Ideally, patients with heart failure should try to lose abdominal fat without losing muscle. "It is hard to just lose weight in the waist," he conceded, "but if weight loss were done with exercise that included some resistance training or weight training/weight lifting, some muscle mass would be maintained."

Further research is needed to explain the seemingly-conflicting findings for waist circumference and BMI. "I would really like to know," Lavie said, "if all of the bad effects of abdominal obesity occurred with low BMI (this would represent sarcopenic obesity or 'skinny fat'), and was abdominal obesity also bad in those with a high BMI (maybe not)?"

Poorly Understood Pathophysiology

About half of patients with heart failure have HFpEF and this propotion is growing, but the pathophysiology is poorly understood, Tsujimoto and Kajio write.

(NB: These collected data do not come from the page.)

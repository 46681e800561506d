//! Result sinks

use super::DecisionRecord;
use crate::error::Result;
use std::sync::{Mutex, MutexGuard};

/// Destination for decision records
///
/// Recording must not block scoring; implementations either store in memory
/// or queue the record for a background writer.
pub trait ResultSink: Send + Sync {
    fn record(&self, record: DecisionRecord) -> Result<()>;
}

/// Keeps every record in memory
#[derive(Debug, Default)]
pub struct InMemoryResultSink {
    records: Mutex<Vec<DecisionRecord>>,
}

impl InMemoryResultSink {
    pub fn new() -> Self {
        Self::default()
    }

    /// Copy of every record so far, oldest first
    pub fn records(&self) -> Vec<DecisionRecord> {
        self.lock().clone()
    }

    pub fn len(&self) -> usize {
        self.lock().len()
    }

    pub fn is_empty(&self) -> bool {
        self.lock().is_empty()
    }

    fn lock(&self) -> MutexGuard<'_, Vec<DecisionRecord>> {
        self.records
            .lock()
            .unwrap_or_else(|poisoned| poisoned.into_inner())
    }
}

impl ResultSink for InMemoryResultSink {
    fn record(&self, record: DecisionRecord) -> Result<()> {
        self.lock().push(record);
        Ok(())
    }
}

"Recent reports have suggested that the development of HFpEF is associated with a systemic proinflammatory state related to commonly coexisting conditions, such as obesity, metabolic syndrome, diabetes, hypertension, lung disease, anemia, and smoking," they note.

To see if abdominal obesity in HFpEF is associated with an increased risk of mortality, the researchers identified 3310 patients in TOPCAT who had HFpEF and had been randomized to spironolactone or placebo.

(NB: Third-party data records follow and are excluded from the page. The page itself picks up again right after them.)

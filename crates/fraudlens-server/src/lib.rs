//! FraudLens HTTP Server Library
//!
//! Provides REST API components for testing and reuse.

pub mod api;
pub mod config;
pub mod engine;
pub mod error;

Of these, 2413 patients had abdominal obesity, which was defined as a waist circumference of >88 cm in women and >102 cm in men.

Compared with the other patients, those with abdominal obesity were more likely to be women (58% vs 34% for men), black (9% vs 4% for other race groups), and never-smokers (55% vs 50%), and have NYHA class 3/4 (35% vs 25% for lower NYHA class) and BMI >30 kg/m2 (71% vs 12% for lower BMI).

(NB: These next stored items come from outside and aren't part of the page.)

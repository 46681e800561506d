//! Scoring counters
//!
//! Lock-free counters updated once per decision. Latency is accumulated in
//! microseconds and reported as a mean in milliseconds.

use fraudlens_core::DecisionResult;
use serde::Serialize;
use std::sync::atomic::{AtomicU64, Ordering};
use std::time::Duration;

/// Counters for decisions made by one engine
#[derive(Debug, Default)]
pub struct ScoringMetrics {
    decisions: AtomicU64,
    approved: AtomicU64,
    rejected: AtomicU64,
    ml_fallbacks: AtomicU64,
    latency_sum_us: AtomicU64,
}

/// Point-in-time copy of [`ScoringMetrics`]
#[derive(Debug, Clone, Copy, PartialEq, Serialize)]
pub struct MetricsSnapshot {
    pub decisions: u64,
    pub approved: u64,
    pub rejected: u64,
    /// Decisions made without a classifier probability
    pub ml_fallbacks: u64,
    pub avg_latency_ms: f64,
}

impl ScoringMetrics {
    pub fn new() -> Self {
        Self::default()
    }

    /// Count one decision and its processing time
    pub fn record(&self, result: &DecisionResult, elapsed: Duration) {
        self.decisions.fetch_add(1, Ordering::Relaxed);
        if result.is_fraud() {
            self.rejected.fetch_add(1, Ordering::Relaxed);
        } else {
            self.approved.fetch_add(1, Ordering::Relaxed);
        }
        if result.is_fallback() {
            self.ml_fallbacks.fetch_add(1, Ordering::Relaxed);
        }

        let micros = u64::try_from(elapsed.as_micros()).unwrap_or(u64::MAX);
        self.latency_sum_us.fetch_add(micros, Ordering::Relaxed);
    }

    pub fn snapshot(&self) -> MetricsSnapshot {
        let decisions = self.decisions.load(Ordering::Relaxed);
        let latency_sum_us = self.latency_sum_us.load(Ordering::Relaxed);

        MetricsSnapshot {
            decisions,
            approved: self.approved.load(Ordering::Relaxed),
            rejected: self.rejected.load(Ordering::Relaxed),
            ml_fallbacks: self.ml_fallbacks.load(Ordering::Relaxed),
            avg_latency_ms: if decisions == 0 {
                0.0
            } else {
                latency_sum_us as f64 / decisions as f64 / 1000.0
            },
        }
    }
}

They were also more likely to have diabetes, hypertension, dyslipidemia, MI, angina, atrial fibrillation, and chronic obstructive pulmonary disease; use ACE inhibitors or angiotensin receptor blockers, calcium-channel blockers, diuretics, or statins; and have lower eGFR, higher systolic blood pressure, and a faster heart rate.

During follow-up, 500 patients died. There were 46 deaths per 1000 person-years among patients with abdominal obesity and 41 deaths per 1000 person-years in the other patients

The unadjusted risk of all-cause, cardiovascular, and noncardiovascular mortality was similar in patients with and without abdominal obesity.

However, after adjustment for multiple variables, including BMI, having abdominal obesity was associated with a 52%, 50%, and 58% significantly increased risk of all-cause, cardiovascular, and noncardiovascular death, respectively.

Compared with patients with a normal BMI, all-cause mortality was lower in patients who were overweight or obese, even after adjustment for multiple variables, including abdominal obesity.

The clinical implications of this study are not clear, according to the editorialists, because it cannot establish causality, and it did not examine whether patients with HFpEF who reduce their waist size have a better prognosis.

"Further studies are needed," they conclude, "to better define ideal body composition, including BMI, waist circumference, and other depots of fat (visceral, subcutaneous, hepatic, pericardial, and so forth), for the primary and secondary prevention of HF, both HFrEF and HFpEF, as well as various interventions, including nutritional, specific weight-loss programs, including ones targeting abdominal obesity, physical activity/exercise, and increasing cardiorespiratory fitness on prognosis in patients with HF."

In a podcast that accompanied the article, JACC editor in chief Dr Valentin Fuster (Mount Sinai Medical Center, New York) said this paper is a reminder that "just as a rule of thumb, a high waist circumference tends to be related more to fat deposition than to . . . lean muscle; on the other hand, an increase in BMI can be related to both."

The study was supported by a grant from the Japan Society for the Promotion of Science. Lavie is the author of The Obesity Paradox. The study authors and editorialists report they have no other relevant disclosures.